En el contexto histórico, se encuentra documentado que el fenómeno inició en los años 90, cuando se detectaron las primeras tomas ilegales de Pemex, lo que, asumo, se consideró en ese momento como una situación aislada. Ya para este siglo, en sus inicios, entre 2000 y 2010 es que el robo de gasolinas se “profesionalizó” —si así puede llamarse, ya que involucró redes y complicidades dentro del propio Pemex—, llegando a representar una afectación al erario de entre 20 mil y 30 mil millones de pesos al año, dependiendo la fuente que se consulte.
Pero éste no fue el único hijo indeseado contra el cual debe de enfrentarse la administración actual, y como reza la famosa frase: Éramos muchos y parió la abuela… surgió el huachicol fiscal. Como ustedes probablemente lo sepan, es la simulación o engaño al ingresar gasolina o diesel a territorio nacional, argumentando que lo que entra son mercancías distintas, como pueden ser lubricantes, aditivos o productos químicos. Esta simulación evita el pago del Impuesto Especial sobre Producción y Servicios (IEPS), también el Impuesto al Valor Agregado (IVA) y aranceles, con lo que nuevamente el Estado mexicano deja de percibir ingresos. Según el diario El País, lo que le cuesta es de más de 177,000 millones de pesos al año.

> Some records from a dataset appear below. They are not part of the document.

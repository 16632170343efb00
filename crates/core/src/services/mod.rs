//! Services that drive the external disassembler.
//!
//! - `process`: launching external commands and capturing their output
//! - `bundle`: zip staging/extraction
//! - `classes`: sources of context classes
//! - `disassembler`: the `Disassembler` trait and registry
//! - `krakatau`: the Krakatau orchestrator

pub mod bundle;
pub mod classes;
pub mod disassembler;
pub mod krakatau;
pub mod process;

pub use disassembler::{default_registry, Disassembler, DisassemblerRegistry};
pub use krakatau::{KrakatauDisassembler, KrakatauSettings};
pub use process::{LaunchError, ProcessLauncher, SystemLauncher, ToolCommand};
use std::collections::HashMap;

use crate::config::KrakatauConfig;
use crate::model::{DisassemblyResult, InvocationRequest};
use crate::services::krakatau::KrakatauDisassembler;
use crate::settings::TransformerSettings;

/// Trait implemented by class disassemblers (e.g., Krakatau).
pub trait Disassembler: Send + Sync {
    /// Stable identifier (e.g. `krakatau-disassembler`).
    fn id(&self) -> &'static str;
    /// Display name.
    fn name(&self) -> &'static str;
    fn settings(&self) -> &TransformerSettings;
    fn settings_mut(&mut self) -> &mut TransformerSettings;
    /// Whether this disassembler can handle the named resource.
    fn is_applicable(&self, resource: &str) -> bool;
    fn disassemble(&self, request: &InvocationRequest) -> DisassemblyResult;
}

/// Registry for disassemblers; callers select by id.
#[derive(Default)]
pub struct DisassemblerRegistry {
    disassemblers: HashMap<String, Box<dyn Disassembler>>,
}

impl DisassemblerRegistry {
    pub fn new() -> Self {
        Self { disassemblers: HashMap::new() }
    }

    pub fn register<D: Disassembler + 'static>(&mut self, disassembler: D) -> &mut Self {
        self.disassemblers.insert(disassembler.id().to_string(), Box::new(disassembler));
        self
    }

    pub fn get(&self, id: &str) -> Option<&dyn Disassembler> {
        self.disassemblers.get(id).map(|d| &**d)
    }

    pub fn get_mut(&mut self, id: &str) -> Option<&mut (dyn Disassembler + 'static)> {
        self.disassemblers.get_mut(id).map(|d| &mut **d)
    }

    /// Sorted list of registered ids for error messages/help.
    pub fn ids(&self) -> Vec<String> {
        let mut keys: Vec<String> = self.disassemblers.keys().cloned().collect();
        keys.sort();
        keys
    }

    /// Ids of disassemblers that accept `resource`, sorted.
    pub fn applicable_for(&self, resource: &str) -> Vec<String> {
        let mut ids: Vec<String> = self
            .disassemblers
            .iter()
            .filter(|(_, d)| d.is_applicable(resource))
            .map(|(id, _)| id.clone())
            .collect();
        ids.sort();
        ids
    }
}

/// Registry populated with the Krakatau disassembler running real processes.
pub fn default_registry(config: KrakatauConfig) -> DisassemblerRegistry {
    let mut registry = DisassemblerRegistry::new();
    registry.register(KrakatauDisassembler::with_system_launcher(config));
    registry
}
use std::collections::BTreeMap;
use std::fs::File;
use std::io::{self, Read, Write};
use std::path::Path;

use thiserror::Error;
use zip::result::ZipError;
use zip::write::SimpleFileOptions;
use zip::{CompressionMethod, ZipArchive, ZipWriter};

/// Declared entry sizes come from the archive, so preallocation is capped.
const MAX_PREALLOC: u64 = 1 << 20;

#[derive(Debug, Error)]
pub enum BundleError {
    #[error("I/O error: {0}")]
    Io(#[from] io::Error),
    #[error("zip error: {0}")]
    Zip(#[from] ZipError),
}

/// Write `classes` to `path` as a zip archive, one entry per key.
///
/// Any existing file at `path` is truncated.
pub fn write_class_bundle(path: &Path, classes: &BTreeMap<String, Vec<u8>>) -> Result<(), BundleError> {
    let file = File::create(path)?;
    let mut writer = ZipWriter::new(file);
    let options = SimpleFileOptions::default().compression_method(CompressionMethod::Deflated);
    for (name, bytes) in classes {
        writer.start_file(name.as_str(), options)?;
        writer.write_all(bytes)?;
    }
    writer.finish()?;
    Ok(())
}

/// Read a single entry from the archive at `path`.
///
/// Returns `Ok(None)` when the archive is valid but has no entry named `name`.
pub fn read_entry(path: &Path, name: &str) -> Result<Option<Vec<u8>>, BundleError> {
    let mut archive = ZipArchive::new(File::open(path)?)?;
    let mut entry = match archive.by_name(name) {
        Ok(entry) => entry,
        Err(ZipError::FileNotFound) => return Ok(None),
        Err(e) => return Err(e.into()),
    };
    let mut bytes = Vec::with_capacity(entry.size().min(MAX_PREALLOC) as usize);
    entry.read_to_end(&mut bytes)?;
    Ok(Some(bytes))
}

/// Read every entry whose name satisfies `keep` into a map.
pub fn read_entries<F>(path: &Path, keep: F) -> Result<BTreeMap<String, Vec<u8>>, BundleError>
where
    F: Fn(&str) -> bool,
{
    let mut archive = ZipArchive::new(File::open(path)?)?;
    let mut out = BTreeMap::new();
    for idx in 0..archive.len() {
        let mut entry = archive.by_index(idx)?;
        if entry.is_dir() || !keep(entry.name()) {
            continue;
        }
        let name = entry.name().to_string();
        let mut bytes = Vec::with_capacity(entry.size().min(MAX_PREALLOC) as usize);
        entry.read_to_end(&mut bytes)?;
        out.insert(name, bytes);
    }
    Ok(out)
}
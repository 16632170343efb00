use std::fs;
use std::path::{Path, PathBuf};

use anyhow::{anyhow, Context, Result};
use chrono::Utc;
use serde::Serialize;
use tracing::info;

use disasm_core::model::{InvocationRequest, Stage};
use disasm_core::services::{Disassembler, KrakatauDisassembler};

use crate::{infer_class_name, load_context_classes, resolve_config, sha256_hex};

/// Inputs for a single `disassemble` invocation.
#[derive(Debug, Clone, Default)]
pub struct DisassembleOptions {
    /// Path to the `.class` file to disassemble.
    pub input: String,
    /// Fully-qualified, slash-separated class name. Defaults to the input file
    /// stem, which is only correct for the default package.
    pub class_name: Option<String>,
    /// Jars/directories providing the other loaded classes.
    pub context: Vec<String>,
    pub roundtrip: bool,
    pub config: Option<String>,
    pub python: Option<String>,
    pub krakatau_dir: Option<String>,
    pub timeout_secs: Option<u64>,
    /// Write the disassembly here instead of stdout.
    pub output: Option<String>,
    pub json: bool,
}

/// Serializable outcome of a `disassemble` run.
#[derive(Debug, Clone, Serialize)]
pub struct DisassembleReport {
    pub class: String,
    pub disassembler: String,
    pub roundtrip: bool,
    pub sha256: String,
    pub context_classes: usize,
    pub finished_at: String,
    pub ok: bool,
    #[serde(skip_serializing_if = "Option::is_none")]
    pub text: Option<String>,
    #[serde(skip_serializing_if = "Option::is_none")]
    pub error: Option<String>,
    #[serde(skip_serializing_if = "Option::is_none")]
    pub stage: Option<Stage>,
    #[serde(skip_serializing_if = "Option::is_none")]
    pub log: Option<String>,
}

/// Run the disassembler and collect the outcome. Tool failures are reported in
/// the returned report; only local I/O problems (unreadable input, bad config)
/// are returned as errors.
pub fn run_disassembly(opts: &DisassembleOptions) -> Result<DisassembleReport> {
    let input = Path::new(&opts.input);
    let class_bytes = fs::read(input)
        .with_context(|| format!("Failed to read class file {}", input.display()))?;
    let class_name = match &opts.class_name {
        Some(name) => name.clone(),
        None => {
            let inferred = infer_class_name(input);
            info!(class = %inferred, "no --class given; assuming the default package");
            inferred
        }
    };
    let context = load_context_classes(&opts.context)?;

    let mut config = resolve_config(opts.config.as_deref())?;
    if let Some(python) = &opts.python {
        config.python = Some(PathBuf::from(python));
    }
    if let Some(dir) = &opts.krakatau_dir {
        config.install_dir = PathBuf::from(dir);
    }
    if opts.timeout_secs.is_some() {
        config.timeout_secs = opts.timeout_secs;
    }

    let mut disassembler = KrakatauDisassembler::with_system_launcher(config);
    disassembler.set_roundtrip(opts.roundtrip);

    let request = InvocationRequest::new(class_name, class_bytes)
        .with_auxiliary_classes(context)
        .with_roundtrip(disassembler.roundtrip());
    let sha256 = sha256_hex(&request.class_bytes);
    let context_classes = request.auxiliary_classes.len();
    let result = disassembler.disassemble(&request);

    let mut report = DisassembleReport {
        class: request.class_name.clone(),
        disassembler: disassembler.id().to_string(),
        roundtrip: request.roundtrip,
        sha256,
        context_classes,
        finished_at: Utc::now().to_rfc3339(),
        ok: result.is_ok(),
        text: None,
        error: None,
        stage: None,
        log: None,
    };
    match result {
        Ok(text) => report.text = Some(text),
        Err(failure) => {
            report.error = Some(failure.message());
            report.stage = Some(failure.stage);
            report.log = failure.log;
        }
    }
    Ok(report)
}

/// Disassemble one class file and print (or write) the result.
pub fn disassemble_command(opts: &DisassembleOptions) -> Result<()> {
    let report = run_disassembly(opts)?;

    if opts.json {
        println!("{}", serde_json::to_string_pretty(&report)?);
    } else if let Some(text) = &report.text {
        match &opts.output {
            Some(path) => {
                fs::write(path, text).with_context(|| format!("Failed to write {}", path))?;
                println!("Wrote disassembly of {} to {}", report.class, path);
            }
            None => print!("{}", text),
        }
    } else {
        eprintln!("{}", report.error.as_deref().unwrap_or("Disassembly failed"));
        if let Some(log) = report.log.as_deref().filter(|l| !l.is_empty()) {
            eprintln!("{}", log);
        }
    }

    if report.ok {
        Ok(())
    } else {
        Err(anyhow!("Disassembly of {} failed", report.class))
    }
}
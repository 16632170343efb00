//! Configuration for the external Krakatau install.
//!
//! The config is a small JSON document (see `KrakatauConfig`). Frontends load it
//! from disk and may layer environment overrides on top before handing it to
//! the disassembler.

use std::env;
use std::ffi::OsString;
use std::fs;
use std::path::{Path, PathBuf};
use std::time::Duration;

use anyhow::{Context, Result};
use serde::{Deserialize, Serialize};

use crate::model::DisassemblyError;

/// Environment variable overriding the interpreter location.
pub const ENV_PYTHON: &str = "KRAKATAU_PYTHON";
/// Environment variable overriding the Krakatau install directory.
pub const ENV_INSTALL_DIR: &str = "KRAKATAU_DIR";
/// Environment variable overriding the process timeout (seconds, `0` disables).
pub const ENV_TIMEOUT_SECS: &str = "KRAKATAU_TIMEOUT_SECS";

/// Message surfaced when no interpreter is configured.
pub const PYTHON_NOT_SET: &str = "You need to set the location of Python 2.x";

fn default_install_dir() -> PathBuf {
    PathBuf::from("Krakatau")
}

fn default_script() -> String {
    "disassemble.py".to_string()
}

fn default_optimize() -> bool {
    true
}

fn default_config_version() -> String {
    "0.1.0".to_string()
}

/// Serializable configuration describing how to invoke Krakatau.
#[derive(Debug, Clone, PartialEq, Eq, Serialize, Deserialize)]
pub struct KrakatauConfig {
    /// Schema/config version. This is about the config format, not the tool version.
    #[serde(default = "default_config_version")]
    pub config_version: String,
    /// Python 2 interpreter: an absolute/relative path or a bare name looked up on PATH.
    #[serde(default, skip_serializing_if = "Option::is_none")]
    pub python: Option<PathBuf>,
    /// Krakatau checkout; used as the working directory of the subprocess.
    #[serde(default = "default_install_dir")]
    pub install_dir: PathBuf,
    /// Script run by the interpreter, relative to `install_dir`.
    #[serde(default = "default_script")]
    pub script: String,
    /// Pass `-O` to the interpreter.
    #[serde(default = "default_optimize")]
    pub optimize: bool,
    /// Upper bound on a single disassembler run. `None` waits indefinitely.
    #[serde(default, skip_serializing_if = "Option::is_none")]
    pub timeout_secs: Option<u64>,
    /// Directory for the temp bundles. Defaults to the system temp dir.
    #[serde(default, skip_serializing_if = "Option::is_none")]
    pub temp_dir: Option<PathBuf>,
}

impl Default for KrakatauConfig {
    fn default() -> Self {
        Self {
            config_version: default_config_version(),
            python: None,
            install_dir: default_install_dir(),
            script: default_script(),
            optimize: default_optimize(),
            timeout_secs: None,
            temp_dir: None,
        }
    }
}

impl KrakatauConfig {
    pub fn with_python(mut self, python: impl Into<PathBuf>) -> Self {
        self.python = Some(python.into());
        self
    }

    pub fn with_install_dir(mut self, dir: impl Into<PathBuf>) -> Self {
        self.install_dir = dir.into();
        self
    }

    pub fn with_temp_dir(mut self, dir: impl Into<PathBuf>) -> Self {
        self.temp_dir = Some(dir.into());
        self
    }

    pub fn with_timeout_secs(mut self, secs: Option<u64>) -> Self {
        self.timeout_secs = secs;
        self
    }

    /// Load a config from a JSON file.
    pub fn load(path: &Path) -> Result<Self> {
        let json = fs::read_to_string(path)
            .with_context(|| format!("Failed to read Krakatau config at {}", path.display()))?;
        let config: KrakatauConfig =
            serde_json::from_str(&json).context("Failed to parse Krakatau config JSON")?;
        Ok(config)
    }

    /// Write the config as pretty JSON, creating parent directories.
    pub fn save(&self, path: &Path) -> Result<()> {
        if let Some(parent) = path.parent().filter(|p| !p.as_os_str().is_empty()) {
            fs::create_dir_all(parent)
                .with_context(|| format!("Failed to create {}", parent.display()))?;
        }
        let json = serde_json::to_string_pretty(self)?;
        fs::write(path, json)
            .with_context(|| format!("Failed to write Krakatau config at {}", path.display()))?;
        Ok(())
    }

    /// Apply `KRAKATAU_*` overrides from the process environment.
    pub fn with_env_overrides(self) -> Self {
        self.with_overrides_from(|key| env::var_os(key))
    }

    /// Apply `KRAKATAU_*` overrides from an arbitrary lookup.
    pub fn with_overrides_from<F>(mut self, lookup: F) -> Self
    where
        F: Fn(&str) -> Option<OsString>,
    {
        if let Some(python) = lookup(ENV_PYTHON).filter(|v| !v.is_empty()) {
            self.python = Some(PathBuf::from(python));
        }
        if let Some(dir) = lookup(ENV_INSTALL_DIR).filter(|v| !v.is_empty()) {
            self.install_dir = PathBuf::from(dir);
        }
        if let Some(secs) = lookup(ENV_TIMEOUT_SECS).and_then(|v| v.to_str()?.trim().parse().ok())
        {
            self.timeout_secs = if secs == 0 { None } else { Some(secs) };
        }
        self
    }

    pub fn timeout(&self) -> Option<Duration> {
        self.timeout_secs.map(Duration::from_secs)
    }

    /// Resolve the interpreter to an existing file, as an absolute path.
    ///
    /// A value containing a path separator must point at a file (relative
    /// values are taken against the current directory); a bare name is
    /// searched on `PATH`. Symlinks are kept as-is so virtualenv interpreters
    /// still see their own prefix.
    pub fn resolve_interpreter(&self) -> Result<PathBuf, DisassemblyError> {
        let python = self
            .python
            .as_ref()
            .filter(|p| !p.as_os_str().is_empty())
            .ok_or_else(|| DisassemblyError::Configuration(PYTHON_NOT_SET.to_string()))?;

        if python.components().count() > 1 || python.is_absolute() {
            if python.is_file() {
                return absolute_interpreter(python.clone());
            }
            return Err(DisassemblyError::Configuration(format!(
                "Python 2.x interpreter not found at {}",
                python.display()
            )));
        }

        let found = find_in_path(python).ok_or_else(|| {
            DisassemblyError::Configuration(format!(
                "Python 2.x interpreter '{}' not found on PATH",
                python.display()
            ))
        })?;
        absolute_interpreter(found)
    }
}

// The subprocess runs in the install dir, so a relative program would be
// looked up there instead of where it was found.
fn absolute_interpreter(path: PathBuf) -> Result<PathBuf, DisassemblyError> {
    if path.is_absolute() {
        return Ok(path);
    }
    let cwd = env::current_dir().map_err(|e| {
        DisassemblyError::Configuration(format!("Failed to get current directory: {e}"))
    })?;
    Ok(cwd.join(path))
}

fn find_in_path(executable: &Path) -> Option<PathBuf> {
    env::var_os("PATH").and_then(|paths| {
        env::split_paths(&paths).find_map(|p| {
            let candidate = p.join(executable);
            if candidate.is_file() {
                return Some(candidate);
            }
            if cfg!(windows) {
                let exe = candidate.with_extension("exe");
                if exe.is_file() {
                    return Some(exe);
                }
            }
            None
        })
    })
}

Es importante mencionar que se aprecia a través de los medios de comunicación y la información que se vuelve pública que el gobierno actualmente realiza un esfuerzo mayúsculo y está empleando todos los recursos que se encuentran a su alcance para demoler esta enorme estructura llena de ramificaciones, literalmente. El reto no debe ser menor pero los resultados ya saltan a la vista.
* En otro tema para nuestra Área Común, vale mucho la pena la última novela de Xavier Velasco, titulada Hombre al agua, retrata nítidamente la historia verídica de un hombre que se encontraba en mar abierto acompañado de su perra. Logra reflejar los momentos de introspección de una persona en una soledad absoluta.